CO2 aus der Luft absaugen?

    Es ist möglich, Treibhausgase aus der Atmosphäre zu entfernen. Aber es ist trickreich. Die Schweiz kennt schon länger die sogenannte «Senkenleistung» des Holzes. Doch die Möglichkeiten sind bei Weitem noch nicht ausgeschöpft.

    (Bild: Climeworks) Die Anlage Orca in Hellisheiði: Sie saugt und speichert CO2 aus der Luft.

    Man kann so viel CO2-Emissionen reduzieren, wie man will. Man wird sie nie ganz eliminieren können.

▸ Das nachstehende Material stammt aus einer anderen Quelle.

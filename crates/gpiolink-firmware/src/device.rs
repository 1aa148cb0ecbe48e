//! Device wiring: dispatcher construction and startup registration.

use gpiolink_protocol::{FIRMWARE_CMD_END, FIRMWARE_CMD_START, GPIO_CMD_END, GPIO_CMD_START};

use crate::dispatch::{CommandHandler, Dispatcher, SerialSink};
use crate::firmware_info::{FirmwareInfoHandler, FIRMWARE_FLAG, FIRMWARE_NAME, FIRMWARE_VERSION};
use crate::gpio::{GpioBackend, GpioHandler, GPIO_MODULE_FLAG};
use crate::modules::{board_flags, ModuleFlags};

/// Banner emitted at startup so the host can handshake past bootloader noise.
pub const READY_BANNER: &[u8] = b"GPIO_READY\r\n";

/// A complete simulated GPIO-Link device.
///
/// Owns the dispatcher and performs the startup sequence real firmware does
/// in `setup()`: register the GPIO handler and the firmware-info handler over
/// their conventional ranges, collect module build flags, and emit the ready
/// banner.
pub struct Device<S: SerialSink> {
    dispatcher: Dispatcher<S>,
}

impl<S: SerialSink> Device<S> {
    /// Create a device with the default accumulator capacity.
    pub fn new<B: GpioBackend + 'static>(sink: S, backend: B) -> Self {
        Self::with_capacity(sink, backend, gpiolink_protocol::DEFAULT_ACCUMULATOR_CAPACITY)
    }

    /// Create a device with an explicit accumulator capacity.
    pub fn with_capacity<B: GpioBackend + 'static>(
        mut sink: S,
        backend: B,
        capacity: usize,
    ) -> Self {
        sink.write(READY_BANNER);

        let mut flags = ModuleFlags::new();
        flags.add(FIRMWARE_FLAG);
        flags.add(GPIO_MODULE_FLAG);
        flags.add(&board_flags());

        let mut dispatcher = Dispatcher::with_capacity(sink, capacity);
        dispatcher.register(GPIO_CMD_START, GPIO_CMD_END, Box::new(GpioHandler::new(backend)));
        dispatcher.register(
            FIRMWARE_CMD_START,
            FIRMWARE_CMD_END,
            Box::new(FirmwareInfoHandler::new(
                FIRMWARE_NAME,
                FIRMWARE_VERSION,
                flags,
            )),
        );

        Device { dispatcher }
    }

    /// Register an additional handler module.
    ///
    /// Returns `false` when the handler table is full. Ranges registered here
    /// come after the built-in GPIO and firmware handlers in precedence.
    pub fn register(&mut self, start: u16, end: u16, handler: Box<dyn CommandHandler>) -> bool {
        self.dispatcher.register(start, end, handler)
    }

    /// Feed incoming serial bytes; complete frames dispatch immediately.
    pub fn process_bytes(&mut self, data: &[u8]) {
        self.dispatcher.process_bytes(data);
    }

    /// Access the outbound sink.
    pub fn sink(&self) -> &S {
        self.dispatcher.sink()
    }

    /// Mutable access to the outbound sink.
    pub fn sink_mut(&mut self) -> &mut S {
        self.dispatcher.sink_mut()
    }
}
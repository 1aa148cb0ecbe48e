//! Protocol error types.

use thiserror::Error;

/// Errors that can occur when working with the GPIO-Link protocol.
#[derive(Error, Debug, Clone, PartialEq, Eq)]
pub enum ProtocolError {
    /// Frame payload is too short for the response it claims to be.
    #[error("frame too short: expected at least {expected} bytes, got {actual}")]
    FrameTooShort {
        /// Expected minimum length.
        expected: usize,
        /// Actual length received.
        actual: usize,
    },

    /// Payload does not fit in the 16-bit length field.
    #[error("payload too large: maximum {max} bytes, got {actual}")]
    PayloadTooLarge {
        /// Maximum allowed length.
        max: usize,
        /// Actual length supplied.
        actual: usize,
    },

    /// UTF-8 decoding error.
    #[error("invalid UTF-8 in string field")]
    InvalidUtf8,
}
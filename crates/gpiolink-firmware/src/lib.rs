//! # gpiolink-firmware
//!
//! Device-side implementation of the GPIO-Link serial protocol: a command
//! dispatcher that frames an incoming byte stream, validates checksums, and
//! routes commands to handler modules registered over disjoint id ranges.
//!
//! The design mirrors a polled microcontroller main loop: the caller feeds
//! whatever bytes arrived since the last poll into [`Device::process_bytes`],
//! and handlers write response frames to the outbound [`SerialSink`]
//! immediately. Nothing blocks; partial frames simply wait in the bounded
//! accumulator until more bytes arrive.
//!
//! ## Usage
//!
//! ```rust
//! use gpiolink_firmware::{Device, MockGpio};
//!
//! let mut device = Device::new(Vec::new(), MockGpio::new());
//! // feed serial bytes as they arrive:
//! device.process_bytes(&[0x01, 0x02]);
//! // responses accumulate in the sink (here a Vec<u8>).
//! let outbound = device.sink();
//! ```

mod device;
mod dispatch;
mod firmware_info;
mod gpio;
mod modules;

pub use device::*;
pub use dispatch::*;
pub use firmware_info::*;
pub use gpio::*;
pub use modules::*;
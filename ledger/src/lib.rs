//! CreditLedger Ledger Engine
//!
//! Per-client running balances under a credit limit. The [`TransactionEngine`]
//! wraps every submission in an atomic unit that locks the client, checks the
//! limit, updates the balance and appends the entry, or does none of it.

pub mod engine;
pub mod account;
pub mod journal;
pub mod store;

pub use engine::{EngineConfig, TransactionEngine};
pub use account::ClientAccount;
pub use journal::JournalBatch;
pub use store::{AtomicUnit, ClientAudit, LedgerStore, MemoryStore, PgStoreSettings, PostgresStore};
//! CreditLedger Common Types
//!
//! This crate contains shared types used across the CreditLedger workspace,
//! including identifiers, validated entry values, and the error taxonomy.

pub mod identifiers;
pub mod monetary;
pub mod entry;
pub mod error;
pub mod time;

pub use identifiers::*;
pub use monetary::*;
pub use entry::*;
pub use error::*;
pub use time::*;
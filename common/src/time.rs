//! Time utilities and constants.

use chrono::{DateTime, SecondsFormat, Utc};
use std::time::Duration;

/// Timing constants.
pub mod constants {
    use super::Duration;

    /// Default bound on a single engine operation, lock wait included.
    pub fn operation_timeout() -> Duration {
        Duration::from_secs(2)
    }

    /// Default bound on waiting for a pooled connection.
    pub fn acquire_timeout() -> Duration {
        Duration::from_secs(2)
    }

    /// Grace period for in-flight requests on shutdown.
    pub fn shutdown_grace() -> Duration {
        Duration::from_secs(10)
    }
}

/// A UTC timestamp.
pub type Timestamp = DateTime<Utc>;

/// Get the current timestamp.
pub fn now() -> Timestamp {
    Utc::now()
}

/// Render as ISO-8601 with an explicit `+00:00` offset.
pub fn to_iso8601(ts: Timestamp) -> String {
    ts.to_rfc3339_opts(SecondsFormat::Micros, false)
}
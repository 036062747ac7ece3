//! CreditLedger Server
//!
//! HTTP front end for the ledger engine. The [`LedgerService`] owns the
//! engine, tracks the server lifecycle and counts outcomes; [`http::router`]
//! maps the wire format onto it.

pub mod config;
pub mod http;
pub mod metrics;
pub mod service;
pub mod state;

pub use config::{ServerConfig, StoreBackend};
pub use service::{LedgerService, ServiceError};
pub use state::ServiceState;
//! Staged effects of an atomic unit, published together at commit.

use chrono::{DateTime, Utc};

use creditledger_common::{ClientId, Entry, EntryDraft, LedgerError, Result};

/// Balance delta and entries staged by one atomic unit.
#[derive(Debug, Clone)]
pub struct JournalBatch {
    /// Client the batch belongs to.
    pub client_id: ClientId,
    /// Net change applied to the running balance.
    pub delta: i64,
    /// Entries to append, in submission order.
    pub drafts: Vec<EntryDraft>,
}

impl JournalBatch {
    /// Create an empty batch.
    pub fn new(client_id: ClientId) -> Self {
        Self {
            client_id,
            delta: 0,
            drafts: Vec::new(),
        }
    }

    /// Accumulate a balance change.
    pub fn add_delta(&mut self, delta: i64) -> Result<()> {
        self.delta = self
            .delta
            .checked_add(delta)
            .ok_or_else(|| LedgerError::Store("staged delta overflow".to_string()))?;
        Ok(())
    }

    /// Stage an entry.
    pub fn add_entry(&mut self, draft: EntryDraft) {
        self.drafts.push(draft);
    }

    /// Whether nothing has been staged.
    pub fn is_empty(&self) -> bool {
        self.delta == 0 && self.drafts.is_empty()
    }

    /// Sum of the signed effects of the staged entries.
    pub fn entries_effect(&self) -> i64 {
        self.drafts.iter().map(EntryDraft::delta).sum()
    }

    /// The staged balance change matches the staged entries exactly.
    pub fn is_balanced(&self) -> bool {
        self.delta == self.entries_effect()
    }

    /// Turn staged drafts into committed entries stamped with `recorded_at`.
    pub fn into_entries(self, recorded_at: DateTime<Utc>) -> Vec<Entry> {
        let client_id = self.client_id;
        self.drafts
            .into_iter()
            .map(|d| Entry {
                client_id,
                amount: d.amount,
                kind: d.kind,
                description: d.description,
                recorded_at,
            })
            .collect()
    }
}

Menschen und Tiere stossen Treibhausgase aus. Ebenso tun es Industrie, Landwirtschaft und Verkehr. Deshalb gibt es verschiedene Technologien und Systeme, um die Treibhausgase einzufangen. 

    Bekannt ist der CO2-Staubsauger. Er nimmt die Treibhausgase aus der Luft und lagert sie im Gestein ein. Er ist nur eine Möglichkeit unter vielen. Die Technologien und Vorgehen, um CO2 einzufangen und zu binden, nennt man «Senke».

    Es gibt verschiedene Typen von Senken. Die Schweiz anerkennt seit 2012 das verbaute Holz. Alles in den Gebäuden installierte Holz bindet CO2 und entzieht es der Atmosphäre. Damit werden Treibhausgase reduziert. Die Schweiz ist dabei, zusätzlich zur Holzsenke weitere zu ermöglichen, zu bauen und umzusetzen. Welche Typen von Senken gibt es?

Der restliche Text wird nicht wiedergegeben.